L’abbé Pierre-Yves Maillard, responsable du Comité pastoral de la 1ère Rencontre des jeunes catholiques de Suisse, et supérieur du séminaire du diocèse de Sion à Givisiez (FR), est content de constater que les jeunes ont vraiment joué le jeu : près d’un millier d’entre eux étaient déjà à l’œuvre à la veille de la rencontre. Ces jeunes se sont impliqués depuis des mois dans la préparation de la rencontre : la chorale, les chorégraphies, les décors, etc. "Ce n’est pas seulement ce week-end, mais tout le cheminement qui est intéressant… On n’a pas affaire à un feu de paille, une partie d’entre eux s’engageront ensuite dans leur communauté". S’il ne peut pas à ce stade confirmer la mise sur pied régulière d’une telle rencontre nationale, le jeune prêtre pense qu’il y aura "certainement une suite", sans pouvoir encore préciser sous quelle forme. Il est toutefois conscient qu’une grande partie du succès de ce week-end est dû au charisme propre de Jean-Paul II.
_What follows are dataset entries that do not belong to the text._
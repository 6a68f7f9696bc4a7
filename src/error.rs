//! Error and diagnostic types

use ariadne::{Color, Label, Report, ReportKind, Source};

use crate::model::{AnalysisResult, Block, JumpKind};

/// Byte range in source text
pub type Span = std::ops::Range<usize>;

/// A resolvable problem found during analysis, tied to a source span.
#[derive(Debug, Clone, PartialEq, Eq)]
pub struct Diagnostic {
    pub block_id: String,
    pub span: Span,
    pub message: String,
}

impl Diagnostic {
    /// Format the diagnostic with source context using ariadne
    pub fn format(&self, source: &str, filename: &str) -> String {
        let mut buf = Vec::new();
        Report::build(ReportKind::Error, filename, self.span.start)
            .with_message(&self.message)
            .with_label(
                Label::new((filename, self.span.clone()))
                    .with_message(&self.message)
                    .with_color(Color::Red),
            )
            .finish()
            .write((filename, Source::from(source)), &mut buf)
            .unwrap();
        String::from_utf8(buf).unwrap()
    }
}

/// One diagnostic per unresolved static jump or call, in block order then
/// line order.
pub fn collect_diagnostics(blocks: &[Block], analysis: &AnalysisResult) -> Vec<Diagnostic> {
    let mut diagnostics = Vec::new();
    for block in blocks {
        let Some(invalid) = analysis.invalid_jumps.get(&block.id) else {
            continue;
        };
        for jump in analysis.jumps_for(&block.id) {
            if jump.is_dynamic || !invalid.contains(&jump.target) {
                continue;
            }
            let start = byte_offset(&block.content, jump.line, jump.column_start);
            let end = byte_offset(&block.content, jump.line, jump.column_end);
            let verb = match jump.kind {
                JumpKind::Jump => "jump",
                JumpKind::Call => "call",
            };
            diagnostics.push(Diagnostic {
                block_id: block.id.clone(),
                span: start..end,
                message: format!("{} target '{}' is not a known label", verb, jump.target),
            });
        }
    }
    diagnostics
}

/// Translate a (1-based line, byte column) location into an offset into
/// the whole block content.
fn byte_offset(content: &str, line: usize, column: usize) -> usize {
    let mut offset = 0;
    for (idx, text) in content.lines().enumerate() {
        if idx + 1 == line {
            return offset + column.min(text.len());
        }
        offset += text.len() + 1;
    }
    content.len()
}

#[cfg(test)]
mod tests {
    use super::*;
    use crate::analysis::analyze;

    #[test]
    fn test_invalid_jump_produces_diagnostic() {
        let blocks = [Block::new("b1", "label start:\n    jump nowhere\n")];
        let analysis = analyze(&blocks);
        let diagnostics = collect_diagnostics(&blocks, &analysis);
        assert_eq!(diagnostics.len(), 1);
        let d = &diagnostics[0];
        assert_eq!(d.block_id, "b1");
        assert_eq!(
            &blocks[0].content[d.span.clone()],
            "jump nowhere"
        );
        assert!(d.message.contains("nowhere"));
    }

    #[test]
    fn test_resolved_jump_produces_none() {
        let blocks = [Block::new(
            "b1",
            "label start:\n    jump ending\nlabel ending:\n    return\n",
        )];
        let analysis = analyze(&blocks);
        assert!(collect_diagnostics(&blocks, &analysis).is_empty());
    }

    #[test]
    fn test_format_renders_source_context() {
        let blocks = [Block::new("script.rpy", "label start:\n    jump missing\n")];
        let analysis = analyze(&blocks);
        let diagnostics = collect_diagnostics(&blocks, &analysis);
        let rendered = diagnostics[0].format(&blocks[0].content, "script.rpy");
        assert!(rendered.contains("missing"));
        assert!(rendered.contains("script.rpy"));
    }

    #[test]
    fn test_byte_offset_spans_lines() {
        let content = "first\nsecond\n";
        assert_eq!(byte_offset(content, 1, 0), 0);
        assert_eq!(byte_offset(content, 2, 0), 6);
        assert_eq!(byte_offset(content, 2, 3), 9);
    }
}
Quelle suite ? Le Comité d’organisation n’est pas encore en mesure de proposer des pistes concrètes. "Il n’y a encore aucune proposition sur la table, mais après ce succès, il est évident qu’il doit y avoir un ‘après’ 5 juin 2004", affirme Alexandre Praz du Comité d’organisation de la Rencontre. "Quand on a vu tous les ponts que l’on pouvait créer, que ce soit au niveau des régions de la Suisse, entre les diverses sensibilités ecclésiales, de la pastorale traditionnelle de la jeunesse dans les paroisses aux communautés nouvelles, il faut poursuivre quelque chose". Cette sorte d’"œcuménisme intracatholique" est une première, mais elle montre qu’au-delà des différences, "on partage quelque chose d’encore plus fort qui nous unit, la même foi en Jésus-Christ".